Assigned task: Look through the data below, and copy each line that carries the word "spent".

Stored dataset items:
//! Derived aggregates over the application state.
//!
//! Everything here is a pure function of the state passed in; nothing is
//! cached between calls.

use crate::{
    domain::{AppState, BudgetCategory, Direction},
    errors::{EngineError, Result},
};

/// Commit tolerance for the envelope percentage sum.
pub const PERCENTAGE_TOLERANCE: f64 = 0.01;

/// Per-envelope budget figures derived from the current state.
#[derive(Debug, Clone, PartialEq)]
pub struct CategorySummary {
    pub category: BudgetCategory,
    /// income × percentage / 100.
    pub allocated: f64,
    /// Sum of expense amounts posted against this envelope.
    pub spent: f64,
    /// allocated − spent; negative means overspend, which is a valid
    /// displayable state rather than an error.
    pub remaining: f64,
}

/// Overall figures derived from the current state.
#[derive(Debug, Clone, Copy, PartialEq)]
pub struct Totals {
    pub total_income: f64,
    pub total_expense: f64,
    pub total_balance: f64,
    pub total_allocation_percentage: f64,
}

/// Computes allocation, spend, and remainder for every envelope.
///
/// Expense transactions whose envelope no longer exists are not counted
/// anywhere.
pub fn budget_summary(state: &AppState) -> Vec<CategorySummary> {
    state
        .categories
        .iter()
        .map(|category| {
            let allocated = state.income * category.percentage / 100.0;
            let spent = state
                .transactions
                .iter()
                .filter(|txn| {
                    txn.direction == Direction::Expense
                        && txn.category_id.as_deref() == Some(category.id.as_str())
                })
                .map(|txn| txn.amount)
                .sum::<f64>();
            CategorySummary {
                category: category.clone(),
                allocated,
                spent,
                remaining: allocated - spent,
            }
        })
        .collect()
}

pub fn totals(state: &AppState) -> Totals {
    let (mut total_income, mut total_expense) = (0.0, 0.0);
    for txn in &state.transactions {
        match txn.direction {
            Direction::Income => total_income += txn.amount,
            Direction::Expense => total_expense += txn.amount,
        }
    }
    Totals {
        total_income,
        total_expense,
        total_balance: state.accounts.iter().map(|account| account.balance).sum(),
        total_allocation_percentage: percentage_sum(&state.categories),
    }
}

pub fn percentage_sum(categories: &[BudgetCategory]) -> f64 {
    categories.iter().map(|category| category.percentage).sum()
}

/// Checks whether a proposed envelope list could be committed.
///
/// Exposed separately from [`crate::engine::BudgetEngine::replace_categories`]
/// so callers can pre-flight a commit without performing it.
pub fn validate_percentages(categories: &[BudgetCategory]) -> Result<()> {
    let sum = percentage_sum(categories);
    if (sum - 100.0).abs() > PERCENTAGE_TOLERANCE {
        Err(EngineError::PercentageSum(sum))
    } else {
        Ok(())
    }
}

Exercise solution:
    pub spent: f64,
    /// allocated − spent; negative means overspend, which is a valid
            let spent = state
                spent,
                remaining: allocated - spent,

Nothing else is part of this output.